La medida judicial es preventiva y tiene lugar en un contexto de creciente tensión entre Argentina y Gran Bretaña luego de que el presidente Javier Milei anunciara recientemente la instalación de una base naval en la provincia de Tierra del Fuego, el punto continental más cercano al archipiélago, y el envío al Congreso de un proyecto para endurecer las sanciones vigentes contra compañías nacionales y extranjeras que operen en las islas.

Las obligaciones impuestas a las empresas

La jueza también intimó a Rockhopper y Navitas a que informen el estado actual del proyecto, sus cronogramas, el detalle de los pozos proyectados y demás detalles. Las empresas deberán presentar, dentro de los diez días desde la notificación, una declaración jurada acompañada por documentación que permita conocer el estado actual de ejecución del proyecto Sea Lion.

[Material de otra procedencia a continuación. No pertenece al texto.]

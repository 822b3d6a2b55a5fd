//! User Model
//!
//! Authentication itself lives outside this crate; callers pass an already
//! authenticated user id into the query layer.

use serde::{Deserialize, Serialize};

/// Principal role. Admins see every cost centre by rule (never persisted as
/// assignments); finance users see only their explicitly assigned set.
#[derive(Debug, Clone, Copy, PartialEq, Eq, Serialize, Deserialize, sqlx::Type)]
#[serde(rename_all = "lowercase")]
#[sqlx(rename_all = "lowercase")]
pub enum UserRole {
    Admin,
    Finance,
}

/// Authenticated principal
#[derive(Debug, Clone, Serialize, Deserialize, sqlx::FromRow)]
pub struct User {
    pub id: i64,
    pub username: String,
    pub role: UserRole,
}
//! Database Module
//!
//! Handles SQLite connection pool and migrations

pub mod models;
pub mod repository;

use crate::db::repository::RepoError;
use sqlx::SqlitePool;
use sqlx::sqlite::{SqliteConnectOptions, SqliteJournalMode, SqlitePoolOptions, SqliteSynchronous};
use std::str::FromStr;

/// Database service owning the SQLite connection pool
#[derive(Clone)]
pub struct DbService {
    pub pool: SqlitePool,
}

impl DbService {
    /// Create a new database service with WAL mode and run migrations
    pub async fn new(db_path: &str) -> Result<Self, RepoError> {
        // Build connection options: WAL, foreign keys, normal sync
        let options = SqliteConnectOptions::from_str(&format!("sqlite:{db_path}"))
            .map_err(|e| RepoError::Database(format!("Invalid database path: {e}")))?
            .create_if_missing(true)
            .journal_mode(SqliteJournalMode::Wal)
            .synchronous(SqliteSynchronous::Normal)
            .pragma("foreign_keys", "ON")
            .optimize_on_close(true, None);

        let pool = SqlitePoolOptions::new()
            .max_connections(5)
            .connect_with(options)
            .await
            .map_err(|e| RepoError::Database(format!("Failed to open database: {e}")))?;

        // busy_timeout: wait up to 5s on write contention instead of failing fast
        sqlx::query("PRAGMA busy_timeout = 5000;")
            .execute(&pool)
            .await
            .map_err(|e| RepoError::Database(format!("Failed to set busy_timeout: {e}")))?;

        tracing::info!("Database connection established (SQLite WAL, busy_timeout=5000ms)");

        sqlx::migrate!("./migrations")
            .set_ignore_missing(true)
            .run(&pool)
            .await
            .map_err(|e| RepoError::Database(format!("Failed to apply migrations: {e}")))?;
        tracing::info!("Database migrations applied");

        Ok(Self { pool })
    }
}
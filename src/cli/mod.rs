//! CLI command handlers.
//!
//! This module provides testable command handlers that are invoked by main.rs.
//! Each handler implements the business logic for a specific CLI subcommand.

mod compare;

pub use compare::run_compare;

// Re-export config types used by handlers
pub use crate::config::{CompareConfig, CompareInput};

Además, tendrán que precisar la cantidad, ubicación y situación de los pozos; informar qué unidades flotantes y equipos de perforación fueron contratados y quiénes son los principales contratistas y subcontratistas. También deberán identificar a las entidades financieras y fondos que participan, detallar los desembolsos realizados, comprometidos o pendientes, y precisar cuáles son las aseguradoras y reaseguradoras vinculadas.

La documentación solicitada debe incluir los estudios ambientales, análisis de riesgo, modelizaciones de derrames y planes de contingencia elaborados en relación con el proyecto.